The problem is that the link->size written for the srcset elements is
calculated based on the srcset content string passed to
html-url.c:tag_handle_image(), which already has URL escapes such as &amp;
decoded (to plain "&").  But this size is used as the basis for skipping
over the original URLs to be replaced in convert.c:convert_links(), so when
skipping over the old URL that has been rewritten, the pointer does not
move forward far enough.  (In my example, it lags by 8 chars - the 4 char
difference between "&amp;" and "&" for the two occurrences in each URL) and
copies over the intervening part from the wrong place in the original file.

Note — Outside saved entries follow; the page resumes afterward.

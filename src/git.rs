//! Commit source: retrieval of raw commit records from the repository.
//!
//! Shells out to `git` like the rest of the tool's plumbing. Commits come
//! back oldest first so downstream ordering invariants hold without a sort.

use std::process::Command;

use chrono::DateTime;

use crate::{
   error::{ChangelogError, Result},
   types::RawCommit,
};

/// Record separator between commits in `git log` output
const RECORD_SEP: char = '\u{1e}';
/// Field separator within one commit record
const FIELD_SEP: char = '\u{1f}';

/// Most recent tag reachable from HEAD, if the repository has one.
pub fn latest_tag(dir: &str) -> Option<String> {
   let output = Command::new("git")
      .args(["describe", "--tags", "--abbrev=0"])
      .current_dir(dir)
      .output()
      .ok()?;

   if !output.status.success() {
      return None;
   }

   let tag = String::from_utf8_lossy(&output.stdout).trim().to_string();
   (!tag.is_empty()).then_some(tag)
}

/// Repository name for prompt context: basename of the working tree root.
pub fn project_name(dir: &str) -> Option<String> {
   let output = Command::new("git")
      .args(["rev-parse", "--show-toplevel"])
      .current_dir(dir)
      .output()
      .ok()?;

   if !output.status.success() {
      return None;
   }

   let toplevel = String::from_utf8_lossy(&output.stdout).trim().to_string();
   std::path::Path::new(&toplevel)
      .file_name()
      .map(|name| name.to_string_lossy().to_string())
}

/// Collect raw commits for the range `from..to` (or all of `to`'s history
/// when `from` is absent), oldest first, merges excluded.
pub fn collect_commits(from: Option<&str>, to: &str, dir: &str) -> Result<Vec<RawCommit>> {
   let range = match from {
      Some(from) => format!("{from}..{to}"),
      None => to.to_string(),
   };

   // Author, date, and full body are delimited explicitly so multi-line
   // bodies survive; --name-only appends the changed paths after the final
   // field separator.
   let output = Command::new("git")
      .args([
         "log",
         "--no-merges",
         "--reverse",
         "--pretty=format:%x1e%an%x1f%aI%x1f%B%x1f",
         "--name-only",
         &range,
      ])
      .current_dir(dir)
      .output()
      .map_err(|e| ChangelogError::GitError(format!("Failed to run git log: {e}")))?;

   if !output.status.success() {
      let stderr = String::from_utf8_lossy(&output.stderr);
      return Err(ChangelogError::GitError(format!("git log {range} failed: {stderr}")));
   }

   Ok(parse_log(&String::from_utf8_lossy(&output.stdout)))
}

/// Parse delimiter-framed `git log` output into raw commit records.
fn parse_log(raw: &str) -> Vec<RawCommit> {
   raw
      .split(RECORD_SEP)
      .filter(|record| !record.trim().is_empty())
      .filter_map(|record| {
         let mut fields = record.splitn(4, FIELD_SEP);
         let author = fields.next()?.trim().to_string();
         let date = fields.next()?.trim().to_string();
         let message = fields.next()?.trim().to_string();
         let files_blob = fields.next().unwrap_or_default();

         let files_changed = files_blob
            .lines()
            .map(str::trim)
            .filter(|line| !line.is_empty())
            .map(ToString::to_string)
            .collect();

         Some(RawCommit {
            message,
            author: (!author.is_empty()).then_some(author),
            timestamp: DateTime::parse_from_rfc3339(&date).ok(),
            files_changed,
         })
      })
      .collect()
}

My "fix" is, in tag_handle_image(), to set the link->size based on a
re-escaped version of the URL extracted from the srcset.  (We also have to
fiddle with the base_ind to make sure we point to the correct start point
for the remaining URLs in the value).  This patch fixes my problem:

*** html-url.c~ 2019-02-19 17:23:46.000000000 -0500

--- html-url.c 2020-12-29 15:21:59.524993035 -0500

***************

*** 726,733 ****

              {

                char *url_text = strdupdelim (srcset + url_start,

                                              srcset + url_end);

                struct urlpos *up = append_url (url_text, base_ind +
url_start,

!                                               url_end - url_start, ctx);

                if (up)

                  {

                    up->link_inline_p = 1;

--- 726,748 ----

              {

                char *url_text = strdupdelim (srcset + url_start,

                                              srcset + url_end);

+               /* The SIZE passed to append_url is stored with the URL and
used

+                  to skip over the original URL in the source file when
rewriting

+                  in convert_file.  Because it has to skip over the
pre-decoded

+                  text, it needs to be increased to reflect the length of
the

+                  URL before decode_entity was applied.  We don't have that

+                  information (the entire srcset value was decoded at
once, not

+                  one URL at a time), so we guess here by re-encoding and
using

+                  the length of that.  Will not work if the original
escaping

+                  was non-canonical. */

+               char *quoted_url_text = html_quote_string(url_text);

+               int url_undecoded_size = strlen(quoted_url_text);

+               xfree(quoted_url_text);

                struct urlpos *up = append_url (url_text, base_ind +
url_start,

!                                               url_undecoded_size, ctx);

!               /* We also have to update base_ind to account for the
unescaped

!                  characters. */

!               base_ind += url_undecoded_size - (url_end - url_start);

                if (up)

                  {

                    up->link_inline_p = 1;

Hope this helps.

  DAn.


On Tue, Dec 29, 2020 at 11:43 AM Dan Ellis <[email protected]> wrote:

> I'm using wget to make a frozen, offline mirror of a wordpress.com site.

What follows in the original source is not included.